I'm trying to find the right tool for the job. I've explored a few different message queues like Kafka, Kestrel, etc... and I'm looking for something that has a PULL functionality.
I have an API (distributed) that shoves the incoming messages into the queue. I'd then have workers (separate machines) that pull messages from the queue. This ensures that the workers don't get flooded and can't handle the load of the queue.
Kafka确实适用于push-pull基础,并且能够处理大规模的实时流.同样,正如他们的文档中所述, Kafka的性能在数据大小方面实际上是恒定的,因此保留大量数据将不是问题.
Kafka does work on the push - pull basic and capable of handling large scale real time streams. Also as mentioned in their documentation Kafka's performance is effectively constant with respect to data size so retaining lots of data will not be a problem.
用于处理流Checkout 风暴 .它是免费的,容错的,分布式实时计算系统,并且非常易于扩展.它所做的正是您所提到的(在单独的计算机上运行工作者).而且它还支持 transactional 拓扑.最重要的是,它与Apache Kafka有很好的集成.
For processing stream Checkout Storm. Its free , fault-tolerant , distributed real time computation system and very easy to scale. It does what exactly you've mentioned (running workers on separate machines).
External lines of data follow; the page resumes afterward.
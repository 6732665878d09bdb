//! Swap API Port
//!
//! Abstraction over the DEX-aggregator HTTP surface. Adapters translate
//! these calls into the four gasless endpoints; the orchestrator only
//! ever talks through this trait.

use async_trait::async_trait;
use thiserror::Error;

use crate::ports::models::{
    PriceParams, PriceResponse, QuoteResponse, StatusResponse, SubmitRequest, SubmitResponse,
};

/// Swap API error type
#[derive(Error, Debug)]
pub enum SwapApiError {
    #[error("HTTP transport error: {0}")]
    Transport(String),

    #[error("API rejected request with status {status}: {detail}")]
    Rejected { status: u16, detail: String },

    #[error("Response parsing error: {0}")]
    Parse(String),

    #[error("API key is not configured")]
    MissingApiKey,
}

/// Aggregator endpoints used by the trade flow
#[async_trait]
pub trait SwapApiPort: Send + Sync {
    /// Fetch an indicative price. Never commits liquidity.
    async fn price(&self, params: &PriceParams) -> Result<PriceResponse, SwapApiError>;

    /// Fetch a firm quote with signable payloads. Quotes expire after
    /// roughly thirty seconds and are not refreshed here.
    async fn quote(&self, params: &PriceParams) -> Result<QuoteResponse, SwapApiError>;

    /// Submit signed payloads to the relay. A non-2xx response is
    /// surfaced as `Rejected` and must not be retried.
    async fn submit(&self, request: &SubmitRequest) -> Result<SubmitResponse, SwapApiError>;

    /// Look up the execution status of a submitted trade.
    async fn status(&self, trade_hash: &str, chain_id: u64)
        -> Result<StatusResponse, SwapApiError>;
}
#![allow(dead_code, unused_imports, unused_variables)]
//! swapsmith - Gasless DEX Trading Bot Library
//!
//! Trades ERC-20 tokens through a gasless DEX-aggregator relay on
//! Ethereum. Swaps are signed as EIP-712 documents and settled by the
//! relay; the bot opens a position, watches it for take-profit,
//! stop-loss or timeout, and books the PnL in a persistent store.
//!
//! # Modules
//!
//! - `domain`: Core business logic (signatures, orders, validation, store)
//! - `ports`: Trait abstractions (SwapApiPort, WalletPort, ChainPort, PriceFeedPort)
//! - `adapters`: External implementations (ZeroEx, EVM, CLI)
//! - `config`: Configuration loading and validation
//! - `application`: Swap orchestrator, position monitor and bot engine

pub mod domain;
pub mod ports;
pub mod adapters;
pub mod config;
pub mod application;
And it also suppport transactional topologies. On top of that it has a very nice integration with Apache Kafka.
For more on storm check here
因此,通常,您可以做的是使用他们的消费API从Kafka队列中检索消息,然后将其提供给Storm集群以其余方式进行分布式处理. Kafka 0.8提供2种类型的API,
So typically what you can do is retrieve message from Kafka queue using their consume API and then feed it to a storm cluster to do the rest in a distributed manner. Kafka 0.8 provides 2 types of API,
High Level or consumer group
Low level or Simple consumer API
High Level or consumer group
Low level or Simple consumer API
The former provides a high level abstraction for consuming data and takes care of lot of things like threading, error handling, while the later allows a much greater control over message handling like reading a message multiple times, message transaction etc.